* _ABOUT THIS TASK_: Give the number of lines below that hold the string "Other", and nothing more.

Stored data
##########

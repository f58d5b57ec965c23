//! BIP39 mnemonic phrases.
//!
//! Wraps the `bip39` crate with an error taxonomy the UI can act on when
//! guiding a user through a mistyped import: wrong word count vs. an unknown
//! word vs. a checksum failure.

use std::{fmt, str::FromStr};

use rand::RngCore;
use thiserror::Error;

#[derive(Clone, Debug, Eq, PartialEq, Error)]
pub enum MnemonicError {
    #[error("invalid word count: {0} (expected 12, 15, 18, 21 or 24)")]
    InvalidWordCount(usize),
    #[error("unknown mnemonic word: \"{0}\"")]
    InvalidWord(String),
    #[error("mnemonic checksum mismatch")]
    InvalidChecksum,
    #[error("invalid mnemonic: {0}")]
    Other(String),
}

/// A validated BIP39 mnemonic phrase.
#[derive(Clone, PartialEq)]
pub struct Mnemonic(bip39::Mnemonic);

impl Mnemonic {
    /// Generate a fresh mnemonic from OS randomness.
    /// `word_count` must be one of 12, 15, 18, 21, 24.
    pub fn generate(word_count: usize) -> Result<Self, MnemonicError> {
        let entropy_len = match word_count {
            12 => 16,
            15 => 20,
            18 => 24,
            21 => 28,
            24 => 32,
            n => return Err(MnemonicError::InvalidWordCount(n)),
        };
        let mut entropy = [0u8; 32];
        rand::rngs::OsRng.fill_bytes(&mut entropy[..entropy_len]);
        let inner = bip39::Mnemonic::from_entropy(&entropy[..entropy_len])
            .map_err(|err| MnemonicError::Other(err.to_string()))?;
        Ok(Self(inner))
    }

    /// Derive the 64-byte BIP39 seed:
    /// `PBKDF2-HMAC-SHA512(mnemonic, "mnemonic" + passphrase, 2048, 64)`.
    pub fn seed(&self, passphrase: &str) -> [u8; 64] {
        self.0.to_seed(passphrase)
    }

    pub fn word_count(&self) -> usize {
        self.0.word_count()
    }

    /// The space-joined phrase. Secret material; avoid logging.
    pub fn phrase(&self) -> String {
        self.0.to_string()
    }
}

impl FromStr for Mnemonic {
    type Err = MnemonicError;

    fn from_str(s: &str) -> Result<Self, Self::Err> {
        // BIP39 requires NFKD + lowercase before wordlist lookup; the bip39
        // crate normalizes to NFKD but expects lowercase words.
        let normalized = s.trim().to_lowercase();

        let words: Vec<&str> = normalized.split_whitespace().collect();
        if !matches!(words.len(), 12 | 15 | 18 | 21 | 24) {
            return Err(MnemonicError::InvalidWordCount(words.len()));
        }

        bip39::Mnemonic::parse(&normalized)
            .map(Self)
            .map_err(|err| match err {
                bip39::Error::BadWordCount(n) => MnemonicError::InvalidWordCount(n),
                bip39::Error::UnknownWord(index) => MnemonicError::InvalidWord(
                    words.get(index).copied().unwrap_or_default().to_owned(),
                ),
                bip39::Error::InvalidChecksum => MnemonicError::InvalidChecksum,
                other => MnemonicError::Other(other.to_string()),
            })
    }
}

// Never print the phrase through Debug.
impl fmt::Debug for Mnemonic {
    fn fmt(&self, f: &mut fmt::Formatter<'_>) -> fmt::Result {
        write!(f, "Mnemonic({} words)", self.word_count())
    }
}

##########

* _RESULT FOR THIS EXERCISE_: 3